[[ Source information, beginning ]]

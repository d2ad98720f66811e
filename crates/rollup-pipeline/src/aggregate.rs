//! Folding partial results into rollups

use crate::error::Result;
use crate::pool::PartialResult;
use crate::stages::{label, ArtifactSpec};
use rollup_common::{TabularStore, Value};

/// Fold one artifact's partials into a single table, one row per key.
///
/// `partials` are the tables in position `index` of each partial result.
/// No partials yields an empty table with the artifact's schema.
pub fn fold_partials<'a, I>(spec: &ArtifactSpec, partials: I) -> Result<TabularStore>
where
    I: IntoIterator<Item = &'a TabularStore>,
{
    let mut stacked = spec.empty()?;
    for partial in partials {
        stacked.vconcat(&normalize(spec, partial)?)?;
    }
    spec.fold(&stacked)
}

/// Fold the `index`-th output of every partial result
pub fn fold_results(spec: &ArtifactSpec, index: usize, results: &[PartialResult]) -> Result<TabularStore> {
    fold_partials(spec, results.iter().filter_map(|r| r.outputs.get(index)))
}

/// Combine the persisted rollup with this run's delta, sorted by key
pub fn merge_with_prior(spec: &ArtifactSpec, prior: &TabularStore, delta: &TabularStore) -> Result<TabularStore> {
    let merged = fold_partials(spec, [prior, delta])?;
    Ok(merged.sort(spec.key_column, false)?)
}

/// Restrict a table to the artifact's columns with text keys
fn normalize(spec: &ArtifactSpec, table: &TabularStore) -> Result<TabularStore> {
    let keys = table.column(spec.key_column)?;
    let values = table.column(spec.value_column)?;
    let rows = keys
        .iter()
        .zip(values)
        .map(|(key, value)| vec![key_text(key), value.clone()])
        .collect();
    Ok(TabularStore::from_rows([spec.key_column, spec.value_column], rows)?)
}

fn key_text(key: &Value) -> Value {
    match key {
        Value::Text(_) => key.clone(),
        other => label(other),
    }
}

#[cfg(test)]
#[allow(clippy::unwrap_used, clippy::expect_used)]
mod tests {
    use super::*;
    use crate::stages::{EVENT_ARTIFACTS, REVENUE_ARTIFACTS};

    fn counts(rows: &[(&str, i64)]) -> TabularStore {
        TabularStore::from_rows(
            ["event_type", "count"],
            rows.iter().map(|(k, v)| vec![Value::from(*k), Value::Int(*v)]).collect(),
        )
        .unwrap()
    }

    #[test]
    fn test_fold_sums_per_key() {
        let spec = &EVENT_ARTIFACTS[0];
        let a = counts(&[("play", 3), ("stop", 1)]);
        let b = counts(&[("play", 2), ("pause", 4)]);

        let folded = fold_partials(spec, [&a, &b]).unwrap().sort("event_type", false).unwrap();
        assert_eq!(
            folded.column("event_type").unwrap(),
            &[Value::from("pause"), Value::from("play"), Value::from("stop")]
        );
        assert_eq!(folded.column("count").unwrap(), &[Value::Int(4), Value::Int(5), Value::Int(1)]);
    }

    #[test]
    fn test_no_partials_is_empty_artifact() {
        let folded = fold_partials(&EVENT_ARTIFACTS[0], std::iter::empty()).unwrap();
        assert_eq!(folded.columns(), &["event_type", "count"]);
        assert!(folded.is_empty());
    }

    #[test]
    fn test_merge_with_prior_adds_and_sorts() {
        let spec = &EVENT_ARTIFACTS[0];
        let prior = counts(&[("stop", 10), ("play", 1)]);
        let delta = counts(&[("play", 2)]);

        let merged = merge_with_prior(spec, &prior, &delta).unwrap();
        assert_eq!(merged.column("event_type").unwrap(), &[Value::from("play"), Value::from("stop")]);
        assert_eq!(merged.column("count").unwrap(), &[Value::Int(3), Value::Int(10)]);
    }

    #[test]
    fn test_numeric_keys_match_text_keys() {
        let spec = &REVENUE_ARTIFACTS[2];
        let prior = TabularStore::from_rows(["year", "revenue"], vec![vec![Value::from("2024"), Value::Float(10.0)]])
            .unwrap();
        let delta =
            TabularStore::from_rows(["year", "revenue"], vec![vec![Value::Int(2024), Value::Float(2.5)]]).unwrap();

        let merged = merge_with_prior(spec, &prior, &delta).unwrap();
        assert_eq!(merged.len(), 1);
        assert_eq!(merged.cell("revenue", 0).unwrap(), &Value::Float(12.5));
    }

    #[test]
    fn test_fold_results_skips_missing_outputs() {
        let spec = &EVENT_ARTIFACTS[0];
        let results = vec![
            PartialResult {
                seq: 0,
                rows: 2,
                outputs: vec![counts(&[("play", 2)])],
                failed: false,
            },
            PartialResult {
                seq: 1,
                rows: 1,
                outputs: Vec::new(),
                failed: true,
            },
        ];
        let folded = fold_results(spec, 0, &results).unwrap();
        assert_eq!(folded.cell("count", 0).unwrap(), &Value::Int(2));
    }
}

[[ Source information, end ]]

[What the task asks] Using the records above, gather all lines where the string "play" is present.

[Reply]
        let a = counts(&[("play", 3), ("stop", 1)]);
        let b = counts(&[("play", 2), ("pause", 4)]);
            &[Value::from("pause"), Value::from("play"), Value::from("stop")]
        let prior = counts(&[("stop", 10), ("play", 1)]);
        let delta = counts(&[("play", 2)]);
        assert_eq!(merged.column("event_type").unwrap(), &[Value::from("play"), Value::from("stop")]);
                outputs: vec![counts(&[("play", 2)])],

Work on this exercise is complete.